Nearly half of millennials prefer bitcoin over stocks and real estate

According to research by The Tokenist.
Faith in large financial institutions has been on the wane for more than a decade. Image: Chris Ratcliffe, Bloomberg

Some 45% of millennials prefer bitcoin over stock, real estate and gold according to new research by The Tokenist.

With this has come declining faith in large financial institutions, which has been on the wane for more than a decade.

The survey of 4 852 participants in 17 countries finds increased knowledge and growing confidence in bitcoin among all age and gender groups.

Some of the findings are surprising: 47% of respondents trust bitcoin over big banks, an increase of 29% in the past three years.

This trend appears to have been accelerated by the Covid-19 crisis. “With confidence in traditional investment instruments decreasing, bitcoin stands poised to offer investors an alternative, long-term store of value,” says The Tokenist.

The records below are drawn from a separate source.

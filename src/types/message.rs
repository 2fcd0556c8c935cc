//! Message types for completion and chat requests

use serde::{Deserialize, Serialize};
use std::fmt;
use std::path::PathBuf;

/// Role of a message participant
#[derive(Debug, Clone, PartialEq, Eq, Serialize, Deserialize)]
#[serde(rename_all = "lowercase")]
pub enum Role {
    System,
    User,
    Assistant,
}

/// Message content: a flat string or an ordered list of typed parts
#[derive(Debug, Clone, PartialEq, Serialize, Deserialize)]
#[serde(untagged)]
pub enum MessageContent {
    Text(String),
    Parts(Vec<ContentPart>),
}

impl Default for MessageContent {
    fn default() -> Self {
        MessageContent::Text(String::new())
    }
}

impl MessageContent {
    /// Get the content when it is a flat string
    pub fn as_text(&self) -> Option<&str> {
        match self {
            MessageContent::Text(s) => Some(s),
            MessageContent::Parts(_) => None,
        }
    }

    /// Concatenated text of every text part (or the flat string).
    pub fn text(&self) -> String {
        match self {
            MessageContent::Text(s) => s.clone(),
            MessageContent::Parts(parts) => parts
                .iter()
                .filter_map(|part| match part {
                    ContentPart::Text { text } => Some(text.as_str()),
                    ContentPart::Image { .. } => None,
                })
                .collect(),
        }
    }

    pub fn is_empty(&self) -> bool {
        match self {
            MessageContent::Text(s) => s.is_empty(),
            MessageContent::Parts(parts) => parts.is_empty(),
        }
    }
}

impl From<&str> for MessageContent {
    fn from(text: &str) -> Self {
        MessageContent::Text(text.to_string())
    }
}

impl From<String> for MessageContent {
    fn from(text: String) -> Self {
        MessageContent::Text(text)
    }
}

impl From<Vec<ContentPart>> for MessageContent {
    fn from(parts: Vec<ContentPart>) -> Self {
        MessageContent::Parts(parts)
    }
}

/// One typed part of a multi-part message
#[derive(Debug, Clone, PartialEq, Serialize, Deserialize)]
#[serde(tag = "type", rename_all = "snake_case")]
pub enum ContentPart {
    Text { text: String },
    Image { source: ImageSource },
}

impl ContentPart {
    pub fn text(text: impl Into<String>) -> Self {
        ContentPart::Text { text: text.into() }
    }

    pub fn image(
        kind: impl Into<String>,
        media_type: impl Into<String>,
        data: impl Into<ImageData>,
    ) -> Self {
        ContentPart::Image {
            source: ImageSource {
                kind: kind.into(),
                media_type: media_type.into(),
                data: data.into(),
            },
        }
    }
}

/// Where an image part's bytes come from
#[derive(Debug, Clone, PartialEq, Serialize, Deserialize)]
pub struct ImageSource {
    /// Source type, e.g. "base64".
    #[serde(rename = "type")]
    pub kind: String,
    pub media_type: String,
    pub data: ImageData,
}

/// Reference to image data.
///
/// The `Display` form is what telemetry records: encoded payloads and paths
/// print as-is, raw bytes print as a length only.
///
/// On the wire a string is always an encoded payload; `Path` is only built
/// in code and never deserialized.
#[derive(Debug, Clone, PartialEq, Serialize, Deserialize)]
#[serde(untagged)]
pub enum ImageData {
    Encoded(String),
    Bytes(Vec<u8>),
    #[serde(skip_deserializing)]
    Path(PathBuf),
}

impl fmt::Display for ImageData {
    fn fmt(&self, f: &mut fmt::Formatter<'_>) -> fmt::Result {
        match self {
            ImageData::Encoded(s) => f.write_str(s),
            ImageData::Bytes(bytes) => write!(f, "<{} bytes>", bytes.len()),
            ImageData::Path(path) => write!(f, "{}", path.display()),
        }
    }
}

impl From<&str> for ImageData {
    fn from(data: &str) -> Self {
        ImageData::Encoded(data.to_string())
    }
}

impl From<String> for ImageData {
    fn from(data: String) -> Self {
        ImageData::Encoded(data)
    }
}

impl From<Vec<u8>> for ImageData {
    fn from(bytes: Vec<u8>) -> Self {
        ImageData::Bytes(bytes)
    }
}

impl From<PathBuf> for ImageData {
    fn from(path: PathBuf) -> Self {
        ImageData::Path(path)
    }
}

/// A conversation message
#[derive(Debug, Clone, PartialEq, Serialize, Deserialize)]
pub struct Message {
    pub role: Role,
    pub content: MessageContent,
}

impl Message {
    /// Create a system message
    pub fn system(content: impl Into<MessageContent>) -> Self {
        Self {
            role: Role::System,
            content: content.into(),
        }
    }

    /// Create a user message
    pub fn user(content: impl Into<MessageContent>) -> Self {
        Self {
            role: Role::User,
            content: content.into(),
        }
    }

    /// Create an assistant message
    pub fn assistant(content: impl Into<MessageContent>) -> Self {
        Self {
            role: Role::Assistant,
            content: content.into(),
        }
    }
}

Perceptions of bitcoin have changed remarkably in recent years. At various times it’s been referred to as rat poison and a Ponzi scheme, though these perceptions are changing.

Read: Bitcoin is the bubble that keeps on giving

“Bitcoin’s origins can be traced to a small group of technologists who lost faith in the banking system during the last global crisis. In 2009, reckless behaviour by the largest Wall Street banks led to widespread panic, ultimately causing the Great Recession. Many of these banks were bailed out by their respective governments and faced limited repercussions in terms of accountability or liability,” says the survey.

Read: The future of money and payments

These are the main findings of the survey:

  • Over 45% of respondents prefer bitcoin over stocks, real estate, and gold;
  • 61% of all respondents (and 78% of millennials) are now somewhat familiar with BTC (bitcoin), and 14% of millennials have owned the asset;
  • 60% of respondents feel bitcoin is a positive innovation in financial technology, an increase of 27% in three years;
  • 47% of respondents trust bitcoin over big banks, an increase of 29% in the past three years;
  • 43% of respondents, and 59% of millennials, feel that most people will be using bitcoin within the next decade;
  • In 2020, 44% of millennials report that they are likely to buy BTC in the next five years;
  • More than one in three millennials would hold onto bitcoin they are given, while a slightly smaller number (27%) would immediately sell it;
  • 39% of male millennials now have no problem with the intangible nature of BTC, and a quarter of millennials as a whole report the same attitude; and
  • Just 24% of millennials think that bitcoin is a bubble, though 50% of the over-65s do.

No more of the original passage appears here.